Coronavirus: malades de solitude

La solitude, exacerbée par l'isolement social vécu pendant le confinement, a pu causer de nombreux effets délétères sur la santé psychologique, mais aussi sur la santé physique. C'est ce que rappellent les Dr Danilo Bzdok, professeur à l’Institut neurologique de Montréal et à Mila, et Robin Dunbar, de l’Université Oxford dans un article de la revue Trends in Cognitive Sciences. Ces effets secondaires pourraient entraîner des coûts en soins de santé aussi importants, voire supérieurs, à ceux de la COVID-19, indique le Dr Bzdok.
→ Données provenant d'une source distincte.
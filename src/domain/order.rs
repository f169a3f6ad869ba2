//! Order records and their lifecycle.
//!
//! An order is accepted in `Pending` and leaves it exactly once, either to
//! `Filled` (which settles against the account balance) or to `Cancelled`.

use chrono::{DateTime, Utc};
use rust_decimal::Decimal;
use serde::{Deserialize, Serialize};
use std::fmt;
use std::str::FromStr;

use super::error::TradeDeskError;

#[derive(Debug, Clone, Copy, PartialEq, Eq, Hash, Serialize, Deserialize)]
pub enum Direction {
    Buy,
    Sell,
}

impl Direction {
    pub fn as_str(&self) -> &'static str {
        match self {
            Direction::Buy => "Buy",
            Direction::Sell => "Sell",
        }
    }

    /// +1 for buys, -1 for sells.
    pub fn sign(&self) -> i64 {
        match self {
            Direction::Buy => 1,
            Direction::Sell => -1,
        }
    }
}

impl fmt::Display for Direction {
    fn fmt(&self, f: &mut fmt::Formatter<'_>) -> fmt::Result {
        f.write_str(self.as_str())
    }
}

impl FromStr for Direction {
    type Err = TradeDeskError;

    fn from_str(s: &str) -> Result<Self, Self::Err> {
        match s {
            "Buy" => Ok(Direction::Buy),
            "Sell" => Ok(Direction::Sell),
            other => Err(TradeDeskError::validation(format!(
                "Invalid direction: {other}"
            ))),
        }
    }
}

/// Informational only; every order type settles the same way.
#[derive(Debug, Clone, Copy, PartialEq, Eq, Default, Serialize, Deserialize)]
pub enum OrderType {
    #[default]
    Limit,
    Market,
    Stop,
    #[serde(rename = "Stop Limit")]
    StopLimit,
}

impl OrderType {
    pub fn as_str(&self) -> &'static str {
        match self {
            OrderType::Limit => "Limit",
            OrderType::Market => "Market",
            OrderType::Stop => "Stop",
            OrderType::StopLimit => "Stop Limit",
        }
    }
}

impl FromStr for OrderType {
    type Err = TradeDeskError;

    fn from_str(s: &str) -> Result<Self, Self::Err> {
        match s {
            "Limit" => Ok(OrderType::Limit),
            "Market" => Ok(OrderType::Market),
            "Stop" => Ok(OrderType::Stop),
            "Stop Limit" => Ok(OrderType::StopLimit),
            other => Err(TradeDeskError::validation(format!(
                "Invalid order type: {other}"
            ))),
        }
    }
}

#[derive(Debug, Clone, Copy, PartialEq, Eq, Hash, Serialize, Deserialize)]
pub enum OrderStatus {
    Pending,
    Filled,
    Cancelled,
}

impl OrderStatus {
    pub fn as_str(&self) -> &'static str {
        match self {
            OrderStatus::Pending => "Pending",
            OrderStatus::Filled => "Filled",
            OrderStatus::Cancelled => "Cancelled",
        }
    }

    /// Only `Pending -> Filled` and `Pending -> Cancelled` exist.
    pub fn can_transition_to(&self, target: OrderStatus) -> bool {
        matches!(
            (self, target),
            (OrderStatus::Pending, OrderStatus::Filled)
                | (OrderStatus::Pending, OrderStatus::Cancelled)
        )
    }
}

impl fmt::Display for OrderStatus {
    fn fmt(&self, f: &mut fmt::Formatter<'_>) -> fmt::Result {
        f.write_str(self.as_str())
    }
}

impl FromStr for OrderStatus {
    type Err = TradeDeskError;

    fn from_str(s: &str) -> Result<Self, Self::Err> {
        match s {
            "Pending" => Ok(OrderStatus::Pending),
            "Filled" => Ok(OrderStatus::Filled),
            "Cancelled" => Ok(OrderStatus::Cancelled),
            _ => Err(TradeDeskError::InvalidStatus),
        }
    }
}

#[derive(Debug, Clone, PartialEq, Serialize, Deserialize)]
#[serde(rename_all = "camelCase")]
pub struct Order {
    pub id: i64,
    pub user_id: i64,
    pub symbol: String,
    pub name: String,
    pub direction: Direction,
    pub price: Decimal,
    pub quantity: i64,
    pub order_type: OrderType,
    pub session: Option<String>,
    pub status: OrderStatus,
    pub created_at: DateTime<Utc>,
}

/// `price * quantity`, refused when it does not fit in a `Decimal`.
pub fn order_value(price: Decimal, quantity: i64) -> Result<Decimal, TradeDeskError> {
    price
        .checked_mul(Decimal::from(quantity))
        .ok_or_else(|| TradeDeskError::validation("Order value too large"))
}

impl Order {
    pub fn value(&self) -> Result<Decimal, TradeDeskError> {
        order_value(self.price, self.quantity)
    }

    pub fn is_filled(&self) -> bool {
        self.status == OrderStatus::Filled
    }
}

/// An order that passed field validation and is ready to be persisted.
#[derive(Debug, Clone, PartialEq)]
pub struct NewOrder {
    pub symbol: String,
    pub name: String,
    pub direction: Direction,
    pub price: Decimal,
    pub quantity: i64,
    pub order_type: OrderType,
    pub session: Option<String>,
}

impl NewOrder {
    pub fn value(&self) -> Result<Decimal, TradeDeskError> {
        order_value(self.price, self.quantity)
    }
}

/// Order request as submitted by a client. Every field is optional so that
/// missing fields surface as a validation error rather than a decode error.
#[derive(Debug, Clone, Default, Deserialize)]
#[serde(rename_all = "camelCase")]
pub struct OrderRequest {
    pub symbol: Option<String>,
    pub name: Option<String>,
    pub direction: Option<String>,
    pub price: Option<Decimal>,
    pub quantity: Option<i64>,
    pub order_type: Option<String>,
    pub session: Option<String>,
}

impl OrderRequest {
    pub fn validate(&self) -> Result<NewOrder, TradeDeskError> {
        let symbol = self
            .symbol
            .as_deref()
            .map(|s| s.trim().to_uppercase())
            .unwrap_or_default();
        let direction = self.direction.as_deref().map(str::trim).unwrap_or_default();

        let (price, quantity) = match (self.price, self.quantity) {
            (Some(p), Some(q)) if !symbol.is_empty() && !direction.is_empty() => (p, q),
            _ => return Err(TradeDeskError::validation("Missing required fields")),
        };

        if price <= Decimal::ZERO || quantity <= 0 {
            return Err(TradeDeskError::validation(
                "Price and quantity must be positive",
            ));
        }

        order_value(price, quantity)?;

        let direction: Direction = direction.parse()?;
        let order_type = match self.order_type.as_deref().map(str::trim) {
            None | Some("") => OrderType::default(),
            Some(s) => s.parse()?,
        };

        let name = self
            .name
            .as_deref()
            .map(str::trim)
            .filter(|n| !n.is_empty())
            .map(str::to_string)
            .unwrap_or_else(|| symbol.clone());

        Ok(NewOrder {
            symbol,
            name,
            direction,
            price,
            quantity,
            order_type,
            session: self.session.clone().filter(|s| !s.trim().is_empty()),
        })
    }
}

/// Listing filter. `None` matches everything.
#[derive(Debug, Clone, Copy, Default, PartialEq)]
pub struct OrderFilter {
    pub status: Option<OrderStatus>,
    pub direction: Option<Direction>,
}

impl OrderFilter {
    /// Builds a filter from query-string values, where `All` or an empty
    /// value means "no constraint".
    pub fn from_query(
        status: Option<&str>,
        direction: Option<&str>,
    ) -> Result<Self, TradeDeskError> {
        let status = match status {
            None | Some("") | Some("All") => None,
            Some(s) => Some(s.parse()?),
        };
        let direction = match direction {
            None | Some("") | Some("All") => None,
            Some(d) => Some(d.parse()?),
        };
        Ok(Self { status, direction })
    }

    pub fn matches(&self, order: &Order) -> bool {
        self.status.is_none_or(|s| s == order.status)
            && self.direction.is_none_or(|d| d == order.direction)
    }
}
//! Order validation and settlement engine.
//!
//! Orders are checked against a point-in-time snapshot of cash and holdings
//! when they are created, and settled against the balance only when they are
//! filled. Each operation runs as one unit of work on the ledger store.
//!
//! Fills are re-validated: a buy fill that would overdraw the account, or a
//! sell fill for more shares than are currently held, is refused and the
//! order stays `Pending`. This closes the gap where several orders each pass
//! their own creation check but jointly exceed the account.

use chrono::{DateTime, Utc};
use rust_decimal::Decimal;
use tracing::{info, warn};

use super::account::{AccountBalance, CashMovementRequest, CashTransaction, TransactionType};
use super::error::TradeDeskError;
use super::holdings::{self, Holding};
use super::order::{Direction, NewOrder, Order, OrderFilter, OrderRequest, OrderStatus};
use crate::ports::config_port::ConfigPort;
use crate::ports::ledger_port::{LedgerPort, LedgerTx, transact};

#[derive(Debug, Clone, PartialEq)]
pub struct LedgerSettings {
    /// Cash credited to an account when it is first created.
    pub default_starting_cash: Decimal,
}

impl Default for LedgerSettings {
    fn default() -> Self {
        LedgerSettings {
            default_starting_cash: Decimal::ZERO,
        }
    }
}

impl LedgerSettings {
    pub fn from_config(config: &dyn ConfigPort) -> Self {
        LedgerSettings {
            default_starting_cash: config.get_decimal(
                "ledger",
                "default_starting_cash",
                Decimal::ZERO,
            ),
        }
    }
}

pub struct SettlementEngine<'a> {
    ledger: &'a dyn LedgerPort,
    settings: LedgerSettings,
}

impl<'a> SettlementEngine<'a> {
    pub fn new(ledger: &'a dyn LedgerPort, settings: LedgerSettings) -> Self {
        Self { ledger, settings }
    }

    pub fn balance(&self, user_id: i64) -> Result<AccountBalance, TradeDeskError> {
        transact(self.ledger, |tx| {
            load_or_create_balance(tx, user_id, &self.settings, Utc::now())
        })
    }

    pub fn create_order(
        &self,
        user_id: i64,
        request: &OrderRequest,
    ) -> Result<Order, TradeDeskError> {
        let new_order = request.validate()?;

        let order = transact(self.ledger, |tx| {
            let now = Utc::now();
            let balance = load_or_create_balance(tx, user_id, &self.settings, now)?;
            check_order(tx, user_id, &new_order, &balance)?;
            tx.insert_order(user_id, &new_order, now)
        })?;

        info!(
            user_id,
            order_id = order.id,
            symbol = %order.symbol,
            direction = %order.direction,
            quantity = order.quantity,
            "order accepted"
        );
        Ok(order)
    }

    /// Moves a pending order to `Filled` or `Cancelled`. Filling settles the
    /// order value against the balance in the same unit of work.
    pub fn update_order_status(
        &self,
        user_id: i64,
        order_id: i64,
        target: &str,
    ) -> Result<Order, TradeDeskError> {
        let target: OrderStatus = target.parse()?;
        if target == OrderStatus::Pending {
            return Err(TradeDeskError::InvalidStatus);
        }

        let result = transact(self.ledger, |tx| {
            let mut order = tx
                .order(user_id, order_id)?
                .ok_or(TradeDeskError::OrderNotFound { order_id })?;

            if !order.status.can_transition_to(target) {
                return Err(TradeDeskError::OrderNotPending {
                    order_id,
                    status: order.status,
                });
            }

            if target == OrderStatus::Filled {
                let now = Utc::now();
                let mut balance = load_or_create_balance(tx, user_id, &self.settings, now)?;
                let pending = NewOrder {
                    symbol: order.symbol.clone(),
                    name: order.name.clone(),
                    direction: order.direction,
                    price: order.price,
                    quantity: order.quantity,
                    order_type: order.order_type,
                    session: order.session.clone(),
                };
                check_order(tx, user_id, &pending, &balance)?;
                balance.settle_fill(order.direction, order.value()?, now)?;
                tx.save_balance(&balance)?;
            }

            tx.set_order_status(order.id, target)?;
            order.status = target;
            Ok(order)
        });

        match &result {
            Ok(order) => info!(
                user_id,
                order_id,
                status = %order.status,
                price = %order.price,
                quantity = order.quantity,
                "order status updated"
            ),
            Err(e) if e.is_business_rule() => {
                warn!(user_id, order_id, error = %e, "order status update refused")
            }
            Err(_) => {}
        }
        result
    }

    pub fn top_up(
        &self,
        user_id: i64,
        request: &CashMovementRequest,
    ) -> Result<AccountBalance, TradeDeskError> {
        let (amount, method) = request.validate()?;
        let balance = transact(self.ledger, |tx| {
            let now = Utc::now();
            let mut balance = load_or_create_balance(tx, user_id, &self.settings, now)?;
            balance.credit(amount, now)?;
            tx.save_balance(&balance)?;
            tx.insert_transaction(user_id, TransactionType::TopUp, amount, method, now)?;
            Ok(balance)
        })?;
        info!(user_id, amount = %amount, method = %method, "account topped up");
        Ok(balance)
    }

    pub fn withdraw(
        &self,
        user_id: i64,
        request: &CashMovementRequest,
    ) -> Result<AccountBalance, TradeDeskError> {
        let (amount, method) = request.validate()?;
        let balance = transact(self.ledger, |tx| {
            let now = Utc::now();
            let mut balance = load_or_create_balance(tx, user_id, &self.settings, now)?;
            balance.debit(amount, now)?;
            tx.save_balance(&balance)?;
            tx.insert_transaction(user_id, TransactionType::Withdraw, amount, method, now)?;
            Ok(balance)
        })?;
        info!(user_id, amount = %amount, method = %method, "withdrawal recorded");
        Ok(balance)
    }

    pub fn holdings(&self, user_id: i64) -> Result<Vec<Holding>, TradeDeskError> {
        let filled = transact(self.ledger, |tx| tx.filled_orders(user_id, None))?;
        holdings::aggregate(&filled)
    }

    pub fn orders(&self, user_id: i64, filter: &OrderFilter) -> Result<Vec<Order>, TradeDeskError> {
        self.ledger.orders(user_id, filter)
    }

    pub fn transactions(&self, user_id: i64) -> Result<Vec<CashTransaction>, TradeDeskError> {
        self.ledger.transactions(user_id)
    }
}

fn load_or_create_balance(
    tx: &mut dyn LedgerTx,
    user_id: i64,
    settings: &LedgerSettings,
    now: DateTime<Utc>,
) -> Result<AccountBalance, TradeDeskError> {
    if let Some(balance) = tx.balance(user_id)? {
        return Ok(balance);
    }
    let balance = AccountBalance::new(user_id, settings.default_starting_cash, now);
    tx.save_balance(&balance)?;
    Ok(balance)
}

/// Funds check for buys, holdings check for sells.
fn check_order(
    tx: &mut dyn LedgerTx,
    user_id: i64,
    order: &NewOrder,
    balance: &AccountBalance,
) -> Result<(), TradeDeskError> {
    match order.direction {
        Direction::Buy => {
            let needed = order.value()?;
            if needed > balance.available_cash {
                return Err(TradeDeskError::InsufficientFunds {
                    needed,
                    available: balance.available_cash,
                });
            }
        }
        Direction::Sell => {
            let filled = tx.filled_orders(user_id, Some(&order.symbol))?;
            let held = holdings::position_quantity(&filled, &order.symbol)?;
            if held <= 0 {
                return Err(TradeDeskError::NoPosition {
                    symbol: order.symbol.clone(),
                });
            }
            if order.quantity > held {
                return Err(TradeDeskError::InsufficientShares {
                    symbol: order.symbol.clone(),
                    held,
                    requested: order.quantity,
                });
            }
        }
    }
    Ok(())
}
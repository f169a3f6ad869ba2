//! Domain error types.

use rust_decimal::Decimal;

use super::order::OrderStatus;

/// Top-level error type for tradedesk.
#[derive(Debug, thiserror::Error)]
pub enum TradeDeskError {
    #[error("database error: {reason}")]
    Database { reason: String },

    #[error("database query error: {reason}")]
    DatabaseQuery { reason: String },

    #[error("config parse error in {file}: {reason}")]
    ConfigParse { file: String, reason: String },

    #[error("missing config key [{section}] {key}")]
    ConfigMissing { section: String, key: String },

    #[error("invalid config value [{section}] {key}: {reason}")]
    ConfigInvalid {
        section: String,
        key: String,
        reason: String,
    },

    #[error("{reason}")]
    Validation { reason: String },

    #[error("Invalid status")]
    InvalidStatus,

    #[error("Years must be 3, 5, or 7")]
    InvalidYears { years: i64 },

    #[error("Insufficient funds. You need ${needed:.2} but only have ${available:.2}.")]
    InsufficientFunds { needed: Decimal, available: Decimal },

    #[error("Insufficient funds. You requested ${requested:.2} but only have ${available:.2}.")]
    InsufficientCash {
        requested: Decimal,
        available: Decimal,
    },

    #[error("You don't own any shares of {symbol}. You must buy before selling.")]
    NoPosition { symbol: String },

    #[error("Insufficient shares of {symbol}: have {held}, requested {requested}")]
    InsufficientShares {
        symbol: String,
        held: i64,
        requested: i64,
    },

    #[error("Order not found")]
    OrderNotFound { order_id: i64 },

    #[error("Can only update pending orders")]
    OrderNotPending { order_id: i64, status: OrderStatus },

    #[error("quote provider unavailable for {symbol}: {reason}")]
    QuoteUnavailable { symbol: String, reason: String },

    #[error("insufficient data for {symbol}: have {bars} bars, need {minimum}")]
    InsufficientData {
        symbol: String,
        bars: usize,
        minimum: usize,
    },

    #[error(transparent)]
    Io(#[from] std::io::Error),
}

impl TradeDeskError {
    pub fn validation(reason: impl Into<String>) -> Self {
        TradeDeskError::Validation {
            reason: reason.into(),
        }
    }

    /// Business-rule violations: the request was well formed but the
    /// account state does not allow it.
    pub fn is_business_rule(&self) -> bool {
        matches!(
            self,
            TradeDeskError::InsufficientFunds { .. }
                | TradeDeskError::InsufficientCash { .. }
                | TradeDeskError::NoPosition { .. }
                | TradeDeskError::InsufficientShares { .. }
                | TradeDeskError::OrderNotPending { .. }
        )
    }
}

impl From<&TradeDeskError> for std::process::ExitCode {
    fn from(err: &TradeDeskError) -> Self {
        let code: u8 = match err {
            TradeDeskError::Io(_) => 1,
            TradeDeskError::ConfigParse { .. }
            | TradeDeskError::ConfigMissing { .. }
            | TradeDeskError::ConfigInvalid { .. } => 2,
            TradeDeskError::Database { .. } | TradeDeskError::DatabaseQuery { .. } => 3,
            TradeDeskError::Validation { .. }
            | TradeDeskError::InvalidStatus
            | TradeDeskError::InvalidYears { .. }
            | TradeDeskError::InsufficientFunds { .. }
            | TradeDeskError::InsufficientCash { .. }
            | TradeDeskError::NoPosition { .. }
            | TradeDeskError::InsufficientShares { .. }
            | TradeDeskError::OrderNotFound { .. }
            | TradeDeskError::OrderNotPending { .. } => 4,
            TradeDeskError::QuoteUnavailable { .. } | TradeDeskError::InsufficientData { .. } => 5,
        };
        std::process::ExitCode::from(code)
    }
}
La solitude accélère le développement des maladies neurodégénératives, en particulier la maladie d’Alzheimer, dont le nombre de diagnostics pourraient croître au sortir de la crise. . Les personnes qui souffrent de la solitude sont aussi plus souvent victimes d’accidents vasculaires cérébraux et de crises cardiaques. Elles sont plus susceptibles de contracter des infections et d’en souffrir plus gravement, en raison de défenses immunitaires diminuées. «Les gens qui vivent en permanence dans la solitude se retrouvent de façon chronique dans une situation de stress», explique aussi le Dr Bzdok. Cette sollicitation permanente des circuits du stress « a des conséquences sur beaucoup d’autres choses, comme la mémoire et la qualité du sommeil. ». Sur le plan psychologique, des études ont indiqué que les personnes qui se sentent seules ont souvent une perception déformée, voire erronée de la réalité. La solitude est associée à plusieurs troubles mentaux, principalement la dépression et l’anxiété. « Toutefois, on ne sait pas très bien si c’est le sentiment de solitude qui précipite quelqu’un dans la dépression ou si c’est la dépression qui le plonge dans la solitude », affirme le Dr Bzdok.